• WORK INSTRUCTIONS
Every entry below should be written out again exactly.

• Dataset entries
- Opening Delimiter -

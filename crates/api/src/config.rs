/// Relay configuration loaded from environment variables.
///
/// All fields have sensible defaults suitable for local development.
/// In production, override via environment variables.
#[derive(Debug, Clone)]
pub struct RelayConfig {
    /// Bind address (default: `0.0.0.0`).
    pub host: String,
    /// Bind port (default: `3000`).
    pub port: u16,
    /// Base URL of the Discord API host the relay forwards to. Points at
    /// a local mock listener in integration tests.
    pub discord_base_url: String,
    /// HTTP request timeout in seconds (default: `30`).
    pub request_timeout_secs: u64,
    /// Timeout for the outbound forward call in seconds (default: `30`).
    pub forward_timeout_secs: u64,
}

impl RelayConfig {
    /// Load configuration from environment variables with defaults.
    ///
    /// | Env Var                | Default                 |
    /// |------------------------|-------------------------|
    /// | `HOST`                 | `0.0.0.0`               |
    /// | `PORT`                 | `3000`                  |
    /// | `DISCORD_BASE_URL`     | `https://discord.com`   |
    /// | `REQUEST_TIMEOUT_SECS` | `30`                    |
    /// | `FORWARD_TIMEOUT_SECS` | `30`                    |
    pub fn from_env() -> Self {
        let host = std::env::var("HOST").unwrap_or_else(|_| "0.0.0.0".into());

        let port: u16 = std::env::var("PORT")
            .unwrap_or_else(|_| "3000".into())
            .parse()
            .expect("PORT must be a valid u16");

        let discord_base_url = std::env::var("DISCORD_BASE_URL")
            .unwrap_or_else(|_| "https://discord.com".into())
            .trim_end_matches('/')
            .to_string();

        let request_timeout_secs: u64 = std::env::var("REQUEST_TIMEOUT_SECS")
            .unwrap_or_else(|_| "30".into())
            .parse()
            .expect("REQUEST_TIMEOUT_SECS must be a valid u64");

        let forward_timeout_secs: u64 = std::env::var("FORWARD_TIMEOUT_SECS")
            .unwrap_or_else(|_| "30".into())
            .parse()
            .expect("FORWARD_TIMEOUT_SECS must be a valid u64");

        Self {
            host,
            port,
            discord_base_url,
            request_timeout_secs,
            forward_timeout_secs,
        }
    }
}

- Closing Delimiter -

• RESULT BELOW
filename crates/api/src/config.rs
/// Relay configuration loaded from environment variables.
///
/// All fields have sensible defaults suitable for local development.
/// In production, override via environment variables.
#[derive(Debug, Clone)]
pub struct RelayConfig {
    /// Bind address (default: `0.0.0.0`).
    pub host: String,
    /// Bind port (default: `3000`).
    pub port: u16,
    /// Base URL of the Discord API host the relay forwards to. Points at
    /// a local mock listener in integration tests.
    pub discord_base_url: String,
    /// HTTP request timeout in seconds (default: `30`).
    pub request_timeout_secs: u64,
    /// Timeout for the outbound forward call in seconds (default: `30`).
    pub forward_timeout_secs: u64,
}

impl RelayConfig {
    /// Load configuration from environment variables with defaults.
    ///
    /// | Env Var                | Default                 |
    /// |------------------------|-------------------------|
    /// | `HOST`                 | `0.0.0.0`               |
    /// | `PORT`                 | `3000`                  |
    /// | `DISCORD_BASE_URL`     | `https://discord.com`   |
    /// | `REQUEST_TIMEOUT_SECS` | `30`                    |
    /// | `FORWARD_TIMEOUT_SECS` | `30`                    |
    pub fn from_env() -> Self {
        let host = std::env::var("HOST").unwrap_or_else(|_| "0.0.0.0".into());

        let port: u16 = std::env::var("PORT")
            .unwrap_or_else(|_| "3000".into())
            .parse()
            .expect("PORT must be a valid u16");

        let discord_base_url = std::env::var("DISCORD_BASE_URL")
            .unwrap_or_else(|_| "https://discord.com".into())
            .trim_end_matches('/')
            .to_string();

        let request_timeout_secs: u64 = std::env::var("REQUEST_TIMEOUT_SECS")
            .unwrap_or_else(|_| "30".into())
            .parse()
            .expect("REQUEST_TIMEOUT_SECS must be a valid u64");

        let forward_timeout_secs: u64 = std::env::var("FORWARD_TIMEOUT_SECS")
            .unwrap_or_else(|_| "30".into())
            .parse()
            .expect("FORWARD_TIMEOUT_SECS must be a valid u64");

        Self {
            host,
            port,
            discord_base_url,
            request_timeout_secs,
            forward_timeout_secs,
        }
    }
}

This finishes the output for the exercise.